_REQUIRED ACTION_: Check every line below for the word "this" and show those that hold it.

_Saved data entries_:

*****

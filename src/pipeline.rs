//! The parse → transform → filter → render pipeline and its staleness guard.
//!
//! Parsing is synchronous; the render-side plugin stage may suspend for an
//! unbounded time. Overlapping runs are expected and are resolved purely by
//! a generation counter: each update bumps it, and a completion whose
//! captured generation no longer matches resolves to `Ok(None)` and commits
//! nothing. In-flight work is never cancelled, only its output discarded.

use crate::filter::{self, FilterConfig};
use crate::parse::{self, EventPlugin, TreeOptions, default_markdown_options};
use crate::render::{self, Renderers};
use crate::tree::Root;
use futures::future::LocalBoxFuture;
use pulldown_cmark::Options;
use std::cell::Cell;
use std::rc::Rc;

/// Render-side plugin: transforms the document tree after parsing and before
/// filtering. Stages run in registration order and may be asynchronous.
pub trait TreePlugin {
    fn transform<'a>(&'a self, root: &'a mut Root) -> LocalBoxFuture<'a, Result<(), String>>;
}

/// Configuration for one pipeline, fixed for its lifetime.
pub struct PipelineConfig {
    pub markdown_options: Options,
    pub tree_options: TreeOptions,
    pub event_plugins: Vec<Rc<dyn EventPlugin>>,
    pub tree_plugins: Vec<Rc<dyn TreePlugin>>,
    pub filter: FilterConfig,
    pub renderers: Renderers,
}

impl Default for PipelineConfig {
    fn default() -> Self {
        Self {
            markdown_options: default_markdown_options(),
            tree_options: TreeOptions::default(),
            event_plugins: Vec::new(),
            tree_plugins: Vec::new(),
            filter: FilterConfig::default(),
            renderers: Renderers::new(),
        }
    }
}

/// One pipeline per component instance. Single-threaded: the generation cell
/// is the only state shared between overlapping runs, and every read and
/// write of it happens within one event-loop turn.
pub struct RenderPipeline {
    config: PipelineConfig,
    generation: Rc<Cell<u64>>,
}

impl RenderPipeline {
    pub fn new(config: PipelineConfig) -> Self {
        Self {
            config,
            generation: Rc::new(Cell::new(0)),
        }
    }

    /// Start a render for the given source.
    ///
    /// The parse stage runs synchronously before this returns; the returned
    /// future runs the plugin stages and resolves to `Ok(Some(html))` if this
    /// update is still the latest, `Ok(None)` if it was superseded, or
    /// `Err` if a plugin stage failed.
    pub fn update(&self, source: &str) -> impl Future<Output = Result<Option<String>, String>> + 'static + use<> {
        let generation = self.generation.get().wrapping_add(1);
        self.generation.set(generation);

        let mut root = parse::parse_document(
            source,
            self.config.markdown_options,
            &self.config.event_plugins,
            &self.config.tree_options,
        );

        let latest = Rc::clone(&self.generation);
        let tree_plugins = self.config.tree_plugins.clone();
        let filter = self.config.filter.clone();
        let renderers = self.config.renderers.clone();
        async move {
            for plugin in &tree_plugins {
                plugin.transform(&mut root).await?;
            }

            if latest.get() != generation {
                log::debug!("discarding superseded markdown render (generation {generation})");
                return Ok(None);
            }

            filter::apply(&mut root, &filter);
            Ok(Some(render::render_html(&root, &renderers)))
        }
    }
}

/// One-shot markdown → HTML rendering with default options and no plugins.
pub fn render_to_string(source: &str) -> String {
    let mut root = parse::parse_document(
        source,
        default_markdown_options(),
        &[],
        &TreeOptions::default(),
    );
    filter::apply(&mut root, &FilterConfig::default());
    render::render_html(&root, &Renderers::new())
}

#[cfg(test)]
mod tests {
    use super::*;
    use futures::channel::oneshot;
    use futures::executor::block_on;
    use std::cell::RefCell;
    use std::collections::VecDeque;

    /// Suspends each run until the test fires the matching gate, in order.
    struct GatedPlugin {
        gates: RefCell<VecDeque<oneshot::Receiver<()>>>,
    }

    impl TreePlugin for GatedPlugin {
        fn transform<'a>(&'a self, _root: &'a mut Root) -> LocalBoxFuture<'a, Result<(), String>> {
            let gate = self.gates.borrow_mut().pop_front();
            Box::pin(async move {
                if let Some(gate) = gate {
                    gate.await.map_err(|_| "gate dropped".to_string())?;
                }
                Ok(())
            })
        }
    }

    #[test]
    fn render_to_string_renders_markdown() {
        assert_eq!(
            render_to_string("hello **world**"),
            "<p>hello <strong>world</strong></p>"
        );
    }

    #[test]
    fn render_to_string_escapes_inline_html() {
        let html = render_to_string("<script>alert(\"xss\")</script>");
        assert!(html.contains("&lt;script&gt;"));
        assert!(!html.contains("<script>"));
    }

    #[test]
    fn render_to_string_neutralizes_unsafe_links() {
        let html = render_to_string("[click](javascript:alert$)");
        assert!(html.contains("href=\"\""), "unexpected html: {html}");
    }

    #[test]
    fn current_update_resolves_to_html() {
        let pipeline = RenderPipeline::new(PipelineConfig::default());
        let result = block_on(pipeline.update("*hi*"));
        assert_eq!(result, Ok(Some("<p><em>hi</em></p>".to_string())));
    }

    #[test]
    fn superseded_update_is_discarded() {
        let (fire_first, first_gate) = oneshot::channel();
        let (fire_second, second_gate) = oneshot::channel();
        let plugin = Rc::new(GatedPlugin {
            gates: RefCell::new(VecDeque::from([first_gate, second_gate])),
        });
        let pipeline = RenderPipeline::new(PipelineConfig {
            tree_plugins: vec![plugin],
            ..PipelineConfig::default()
        });

        // Both updates are issued before either transform completes; the
        // first completes only after the second was issued.
        let first = pipeline.update("first");
        let second = pipeline.update("second");
        fire_first.send(()).unwrap();
        fire_second.send(()).unwrap();

        assert_eq!(block_on(first), Ok(None));
        let html = block_on(second).unwrap().expect("latest update must mount");
        assert!(html.contains("second"));
    }

    #[test]
    fn plugin_failure_surfaces_as_error() {
        struct Failing;
        impl TreePlugin for Failing {
            fn transform<'a>(
                &'a self,
                _root: &'a mut Root,
            ) -> LocalBoxFuture<'a, Result<(), String>> {
                Box::pin(async { Err("stage failed".to_string()) })
            }
        }

        let pipeline = RenderPipeline::new(PipelineConfig {
            tree_plugins: vec![Rc::new(Failing)],
            ..PipelineConfig::default()
        });

        assert_eq!(
            block_on(pipeline.update("x")),
            Err("stage failed".to_string())
        );
    }

    #[test]
    fn tree_plugins_run_in_registration_order() {
        struct Tagger(&'static str);
        impl TreePlugin for Tagger {
            fn transform<'a>(
                &'a self,
                root: &'a mut Root,
            ) -> LocalBoxFuture<'a, Result<(), String>> {
                Box::pin(async move {
                    root.children
                        .push(crate::tree::Node::Text(self.0.to_string()));
                    Ok(())
                })
            }
        }

        let pipeline = RenderPipeline::new(PipelineConfig {
            tree_plugins: vec![Rc::new(Tagger("one")), Rc::new(Tagger("two"))],
            ..PipelineConfig::default()
        });

        let html = block_on(pipeline.update("")).unwrap().unwrap();
        assert_eq!(html, "onetwo");
    }
}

*****

_REPLY TO THE TASK_:
    /// The parse stage runs synchronously before this returns; the returned
    /// future runs the plugin stages and resolves to `Ok(Some(html))` if this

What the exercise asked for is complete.